Polri juga harus siap menghadapi ancaman kekinian, yaitu kejahatan nubika (nuklir, biologi, dan kimia). “Setiap anggota Polri wajib memahami Criminal Justice System (sistem peradilan pidana) dengan berbagai perkembangannya,” tutur Nuning.
Seiring dengan perkembangan internet of things (IoT), menurut Nuning, prioritas Polri berikutnya adalah memperkuat pertahanan siber (cyber defence). Saat ini, peretasan ke infrastruktur kritis, pencurian data strategis, spionase, propaganda di media sosial, terorisme, dan berbagai ancaman siber lainnya sudah berlangsung di berbagai belahan dunia. Oleh karena itu, banyak negara tengah merumuskan strategi untuk menghadapi ancaman siber.

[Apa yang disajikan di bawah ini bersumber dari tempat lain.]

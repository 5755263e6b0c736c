use std::{ fs, io };
use std::net::SocketAddr;
use sha2::{ Digest, Sha256 };
use tokio::io::{ AsyncRead, AsyncReadExt, AsyncWriteExt };
use tokio::net::{ TcpListener, TcpStream };
use tokio::sync::oneshot;
use tokio::task::JoinHandle;
use crate::config::Config;
use crate::copy::{ copy_file_report, Buffered, Method };
use crate::error::TransferError;
use crate::zero::zero_file;


const READ_BUF: usize = 64 * 1024;

/// Binds a listener on loopback with an OS-assigned port.
pub async fn listen_local() -> io::Result<TcpListener> {
    TcpListener::bind(SocketAddr::from(([127, 0, 0, 1], 0))).await
}

/// Holds at most one error from the background producer.
///
/// The producer drops its sender when it finishes, so draining never
/// blocks past the end of the transfer.
#[derive(Debug)]
pub struct ErrorSlot {
    recv: oneshot::Receiver<TransferError>,
    acceptor: Option<JoinHandle<()>>
}

impl ErrorSlot {
    fn new() -> (oneshot::Sender<TransferError>, ErrorSlot) {
        let (send, recv) = oneshot::channel();
        (send, ErrorSlot { recv, acceptor: None })
    }

    /// Waits for the producer to finish. `None` means it finished cleanly.
    pub async fn drain(self) -> Option<TransferError> {
        self.recv.await.ok()
    }

    /// Stops waiting for a connection, releasing the listener and the file.
    /// A transfer that already started runs to completion.
    pub fn abort(&self) {
        if let Some(ref acceptor) = self.acceptor {
            acceptor.abort();
        }
    }
}

/// Accepts one connection on `listener` and streams `file` into it.
///
/// Accept failure, copy failure, and sending anything other than
/// `expected` bytes are reported through the returned slot.
pub fn serve(listener: TcpListener, file: fs::File, expected: u64, method: Method) -> ErrorSlot {
    let (send, mut slot) = ErrorSlot::new();

    let acceptor = tokio::spawn(async move {
        let (stream, peer) = match listener.accept().await {
            Ok(conn) => conn,
            Err(err) => {
                tracing::warn!("accept error: {err}");
                let _ = send.send(TransferError::Accept(err));
                return
            }
        };
        drop(listener);
        tracing::debug!(%peer, "accepted");

        tokio::spawn(async move {
            if let Err(err) = produce(stream, file, expected, method).await {
                tracing::warn!(%peer, "producer error: {err}");
                let _ = send.send(err);
            }
        });
    });

    slot.acceptor = Some(acceptor);
    slot
}

async fn produce(mut stream: TcpStream, mut file: fs::File, expected: u64, method: Method)
    -> Result<u64, TransferError>
{
    let report = match method {
        Method::Sendfile => copy_file_report(&mut file, &mut stream).await,
        Method::Buffered => copy_file_report(&mut file, &mut Buffered(&mut stream)).await
    }.map_err(TransferError::Copy)?;

    stream.shutdown().await.map_err(TransferError::Copy)?;
    tracing::info!(bytes = report.bytes, method = ?report.method, "file served");

    if report.bytes != expected {
        return Err(TransferError::ShortTransfer { sent: report.bytes, expected });
    }

    Ok(report.bytes)
}

/// What the receiving end saw.
#[derive(Debug, Clone, PartialEq, Eq)]
pub struct Received {
    pub bytes: u64,
    pub digest: String
}

impl Received {
    /// Compares against the expected length and hex digest. Both checks
    /// always run.
    pub fn check(&self, expected_len: u64, expected_digest: &str) -> Vec<TransferError> {
        let mut failures = Vec::new();

        if self.bytes != expected_len {
            failures.push(TransferError::ByteCountMismatch {
                received: self.bytes,
                expected: expected_len
            });
        }

        if !self.digest.eq_ignore_ascii_case(expected_digest) {
            failures.push(TransferError::DigestMismatch {
                actual: self.digest.clone(),
                expected: expected_digest.to_owned()
            });
        }

        failures
    }
}

/// Streaming SHA-256 accumulator for an inbound byte stream.
#[derive(Debug, Clone, Default)]
pub struct Verifier {
    hasher: Sha256,
    bytes: u64
}

impl Verifier {
    pub fn new() -> Verifier {
        Verifier::default()
    }

    /// Hashes everything `reader` yields until EOF. Bytes read before an
    /// error stay counted.
    pub async fn read_from<R>(&mut self, reader: &mut R) -> io::Result<u64>
    where
        R: AsyncRead + Unpin + ?Sized
    {
        let mut buf = vec![0; READ_BUF];
        let mut count = 0;

        loop {
            match reader.read(&mut buf).await? {
                0 => break,
                n => {
                    self.hasher.update(&buf[..n]);
                    self.bytes += n as u64;
                    count += n as u64;
                }
            }
        }

        Ok(count)
    }

    pub fn finish(self) -> Received {
        Received {
            bytes: self.bytes,
            digest: hex::encode(self.hasher.finalize())
        }
    }
}

/// Dials `addr` and hashes the whole stream.
pub async fn receive(addr: SocketAddr) -> Result<Received, TransferError> {
    let mut stream = TcpStream::connect(addr).await.map_err(TransferError::Setup)?;
    let mut verifier = Verifier::new();
    verifier.read_from(&mut stream).await.map_err(TransferError::Receive)?;
    Ok(verifier.finish())
}

/// Outcome of a run that got past setup.
#[derive(Debug)]
pub struct Report {
    pub received: Received,
    /// Non-fatal failures: receive error, count and digest mismatches,
    /// then whatever the producer reported.
    pub failures: Vec<TransferError>
}

impl Report {
    pub fn is_success(&self) -> bool {
        self.failures.is_empty()
    }
}

/// Creates the zero file, serves it on loopback, receives and verifies it.
///
/// Setup failures return `Err`. The temp file and listener belong to this
/// call and are gone when it returns.
pub async fn run(config: &Config) -> Result<Report, TransferError> {
    let file = zero_file(config.size).map_err(TransferError::Setup)?;
    if let Some(len) = config.truncate_to {
        file.as_file().set_len(len).map_err(TransferError::Setup)?;
    }
    let source = file.reopen().map_err(TransferError::Setup)?;

    let listener = listen_local().await.map_err(TransferError::Setup)?;
    let addr = listener.local_addr().map_err(TransferError::Setup)?;
    tracing::info!(%addr, size = config.size, method = ?config.method, "serving zero file");

    let slot = serve(listener, source, config.size, config.method);

    let mut stream = match TcpStream::connect(addr).await {
        Ok(stream) => stream,
        Err(err) => {
            slot.abort();
            return Err(TransferError::Setup(err));
        }
    };
    let mut verifier = Verifier::new();
    let mut failures = Vec::new();

    if let Err(err) = verifier.read_from(&mut stream).await {
        failures.push(TransferError::Receive(err));
    }
    drop(stream);

    let received = verifier.finish();
    failures.extend(received.check(config.size, &config.digest_oracle()));

    if let Some(err) = slot.drain().await {
        failures.push(err);
    }

    if failures.is_empty() {
        tracing::info!(bytes = received.bytes, digest = %received.digest, "transfer verified");
    } else {
        tracing::warn!(failures = failures.len(), bytes = received.bytes, "transfer failed verification");
    }

    Ok(Report { received, failures })
}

“Kedua macam teknologi tersebut mendorong terjadinya revolutionary in military affairs (RMA) gelombang kedua dengan fokus menghadapi ancaman hybrid warfare. Karakteristik dan ciri utama dari ancaman ini adalah kombinasi strategi perang konvensional dan nonkonvensional, termasuk serangan siber, tekanan ekonomi, tekanan diplomatik, penggunaan proksi non-state actor, propaganda di media sosial, hingga pemberontakan yang menyebabkan adanya kudeta terhadap suatu pemerintahan yang berdaulat,” ujar Nuning.
Maraknya perang kognitif dan perang persepsi/asumsi yang kerap menggunakan narasi post truth juga membutuhkan penanganan dengan metode yang tepat agar tidak menyebabkan disintegrasi bangsa. Indonesia saat ini kerapkali menghadapi konflik ideologi yang berwujud anti dan pro-Pancasila. Di sini, Polri dituntut tegas terhadap segala hal yang mengganggu keutuhan NKRI serta segala hal yang berafiliasi dengan radikalisme.
“Terakhir, tidak kalah penting, anggota Polri juga harus meningkatkan kemampuan bela diri karena semakin banyak anggota yang diserang orang yang tidak bertanggung jawab. Saya ucapkan Dirgahayu Polri ke-75,” tutup Nuning.